Pros: The story is a bit apocryphal, but Woody Guthrie apparently wrote "This Land Is Your Land" in response to Irving Berlin's "God Bless America," which Guthrie loathed. It's a really interesting melody: all those descending leaps of fifths and sixths, and then that tritone on "oceans." Berlin is easily one of America's most "singable" melody writers, so even though the tune takes all those leaps, it's easy to latch on to.

Cons: In the same way you'll never get the right to agree to "This Land Is Your Land," you'll never get the left to agree to "God Bless America." And leave aside the constant evoking of the deity: the lyrics just aren't as poetic as any of the others.

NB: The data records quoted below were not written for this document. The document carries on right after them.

//! SVG export serializer.
//!
//! Converts piece outlines and connectors into an SVG string using the
//! [`svg`] crate for document construction, XML escaping, and path data
//! formatting.
//!
//! Each piece becomes a closed `<path>` (`M`, `L`, `z`) in the cut layer.
//! Each connector becomes a `<line>` in the connector layer, carrying its
//! label as a `<title>` so viewers show it on hover.
//!
//! Optional [`SvgMetadata`] embeds `<title>` and `<desc>` elements for
//! accessibility and to help file managers identify exported files.
//!
//! This is a pure function with no I/O -- it returns a `String`.

use svg::Document;
use svg::node::Text;
use svg::node::element::path::Data;
use svg::node::element::{Description, Group, Line, Path, Title};
use svg::node::Value;

use kerf_pipeline::{Dimensions, LineSegment, MarkupRenderer, Polygon};

use crate::ExportError;

/// Stroke width of cut outlines, in canvas units.
const CUT_STROKE_WIDTH: f64 = 0.5;
/// Stroke width of connector lines, in canvas units.
const CONNECTOR_STROKE_WIDTH: f64 = 1.5;

/// Metadata to embed in the SVG document.
///
/// Both fields are optional. When present, a `<title>` and/or `<desc>`
/// element is emitted immediately after the opening `<svg>` tag.
///
/// Text values are XML-escaped automatically by the `svg` crate.
#[derive(Debug, Clone, Default)]
pub struct SvgMetadata<'a> {
    /// Document title, emitted as `<title>`.
    pub title: Option<&'a str>,

    /// Document description, emitted as `<desc>`.
    ///
    /// Typically the shape parameters so exported files are
    /// distinguishable.
    pub description: Option<&'a str>,
}

/// Build an SVG path `d` attribute string for a closed piece outline.
///
/// Uses `M` for the first point, `L` for the rest and `z` to close.
/// Returns an empty string for outlines with fewer than 3 points.
///
/// # Examples
///
/// ```
/// use kerf_pipeline::{Point, Polygon};
/// use kerf_export::build_path_data;
///
/// let piece = Polygon::new(0, vec![
///     Point::new(10.0, 20.0),
///     Point::new(30.0, 20.0),
///     Point::new(30.0, 40.0),
/// ]);
/// assert_eq!(build_path_data(&piece), "M10,20 L30,20 L30,40 z");
/// ```
#[must_use]
pub fn build_path_data(piece: &Polygon) -> String {
    let Some((first, rest)) = piece.points.split_first() else {
        return String::new();
    };
    if rest.len() < 2 {
        return String::new();
    }

    let mut data = Data::new().move_to((first.x, first.y));
    for p in rest {
        data = data.line_to((p.x, p.y));
    }
    String::from(Value::from(data.close()))
}

/// Serialize pieces and connectors to an SVG document.
///
/// The `viewBox` matches the canvas, so coordinates are emitted as-is.
/// Pieces with fewer than 3 points are skipped.
///
/// # Errors
///
/// Returns [`ExportError::NonFiniteCoordinate`] if any piece or
/// connector has a NaN or infinite coordinate.
pub fn to_svg(
    pieces: &[Polygon],
    connectors: &[LineSegment],
    dimensions: Dimensions,
    metadata: &SvgMetadata<'_>,
) -> Result<String, ExportError> {
    let Dimensions { width, height } = dimensions;
    let mut doc = Document::new()
        .set("width", width)
        .set("height", height)
        .set("viewBox", (0, 0, width, height));

    if let Some(title) = metadata.title {
        doc = doc.add(Title::new(title));
    }

    if let Some(description) = metadata.description {
        doc = doc.add(Description::new().add(Text::new(description)));
    }

    let mut cut = Group::new()
        .set("id", "pieces")
        .set("fill", "none")
        .set("stroke", "black")
        .set("stroke-width", CUT_STROKE_WIDTH);
    for piece in pieces {
        if !piece.points.iter().all(|p| p.is_finite()) {
            return Err(ExportError::NonFiniteCoordinate {
                kind: "piece",
                id: piece.id,
            });
        }
        let d = build_path_data(piece);
        if d.is_empty() {
            continue;
        }
        cut = cut.add(Path::new().set("id", format!("piece-{}", piece.id)).set("d", d));
    }
    doc = doc.add(cut);

    if !connectors.is_empty() {
        let mut links = Group::new()
            .set("id", "connectors")
            .set("stroke", "red")
            .set("stroke-width", CONNECTOR_STROKE_WIDTH)
            .set("stroke-linecap", "round");
        for connector in connectors {
            links = links.add(connector_line(connector)?);
        }
        doc = doc.add(links);
    }

    // The svg crate omits the XML declaration, so we prepend it.
    Ok(format!(
        "<?xml version=\"1.0\" encoding=\"UTF-8\"?>\n{doc}\n"
    ))
}

fn connector_line(connector: &LineSegment) -> Result<Line, ExportError> {
    if !connector.start.is_finite() || !connector.end.is_finite() {
        return Err(ExportError::NonFiniteCoordinate {
            kind: "connector",
            id: connector.id.0,
        });
    }
    let mut line = Line::new()
        .set("x1", connector.start.x)
        .set("y1", connector.start.y)
        .set("x2", connector.end.x)
        .set("y2", connector.end.y);
    if let Some(label) = &connector.label {
        line = line.add(Title::new(label.as_str()));
    }
    Ok(line)
}

/// [`MarkupRenderer`] producing SVG via [`to_svg`].
#[derive(Debug, Clone, Default)]
pub struct SvgRenderer {
    title: Option<String>,
}

impl SvgRenderer {
    /// Renderer without a document title.
    #[must_use]
    pub fn new() -> Self {
        Self::default()
    }

    /// Renderer embedding `title` in every document.
    #[must_use]
    pub fn with_title(title: impl Into<String>) -> Self {
        Self {
            title: Some(title.into()),
        }
    }
}

impl MarkupRenderer for SvgRenderer {
    fn render(
        &self,
        pieces: &[Polygon],
        connectors: &[LineSegment],
        canvas: Dimensions,
    ) -> Result<String, String> {
        let metadata = SvgMetadata {
            title: self.title.as_deref(),
            description: None,
        };
        to_svg(pieces, connectors, canvas, &metadata).map_err(|e| e.to_string())
    }
}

Berlin rattles off the natural features of the country - mountains, prairies, oceans - but he really doesn't evoke any imagery. It's, for me, all a little dry and a little dull, in contrast to that leaping melody.


You're a Grand Old Flag

Pros: Another easy, singable melody from George M. Cohan, who I guess you could say was a mentor to Berlin. It's definitely a feel-good song, and it's got some clever musical moments: the quote of "Auld Lang Syne" is the bee's knees, and that patch of chromaticism on "Never a boast or brag" is unexpected.

Cons: A national song needs some gravity, and it's just not to be found here.


Yankee Doodle

Pros: Just a half-step more than an octave in range, and the melody takes a few interesting turns. The image of "Yankee Doodle" with the feather in his hat is, to me, so American: we're simple, we're plainspoken, and we're proud. I always have great fun every year explaining to my second graders what "With the girls be handy" means.

Cons: The other verses are too tied to colonial times; in fact, the whole song is. Again, it's missing some of the gravity a national anthem needs.


Stars And Stripes Forever

Pros: For me, no melody is more "American" than this Sousa march (Copland's "Fanfare For the Common Man" is close).

Cons: Yes, there are lyrics. Yes, they are awful. Although we could use the "Be kind to your web-footed friends" ones...


Born In the USA

Pros: Everybody gets pumped from Springsteen's refrain.

Cons: Have you actually listened to the rest of the song? It's about the aftermath of Vietnam.


My vote? Well, "The Star Spangled Banner" may be unsingable, but I really don't see how we overcome the problems of any of the other candidates. Let's keep it.

Happy 4th to you all!



ADDING: I just remembered this routine by Robert Wuhl about Bruce Springsteen and making "Born To Run" the New Jersey state song:



4 comments:

Mrs. King's music students said...

Lift every voice and sing till earth and heaven ring
Ring with the harmonies of liberty
Let our rejoicing rise, high as the listening skies
Let it resound loud as the rolling seas

Sing a song full of the faith that the dark past has taught us
Sing a song full of the hope that the present has brought us...

Facing the rising sun of our new day begun
Let us march on till victory is won.

Keep the music Jazzman. You rock!

Duke said...

MKMS, I didn't include the Black National Anthem because it already occupies a special place in American musical history.

That said: it is one of the great patriotic songs of America, along with "We Shall Overcome."

Thanks for reminding us all.

KateGladstone said...

What if we keep the current national anthem, BUT move the unsingable high parts dwn a fifth or so? That was,after all, how the original a British tune went,and Hiw ipthecAmerocan song was sung for the first few decades of its existence: the transposition of some phrases upward a fifth was invented after the song had been repurposed as an anthem.

LRispoli said...

To Kate:
Down a fifth "or so?" That would change the melody completely. What is your source for how the British sang "To Anacreon in Heaven" this way? The only thing the British did different melodically is not use a raised fourth scale degree in the second phrase.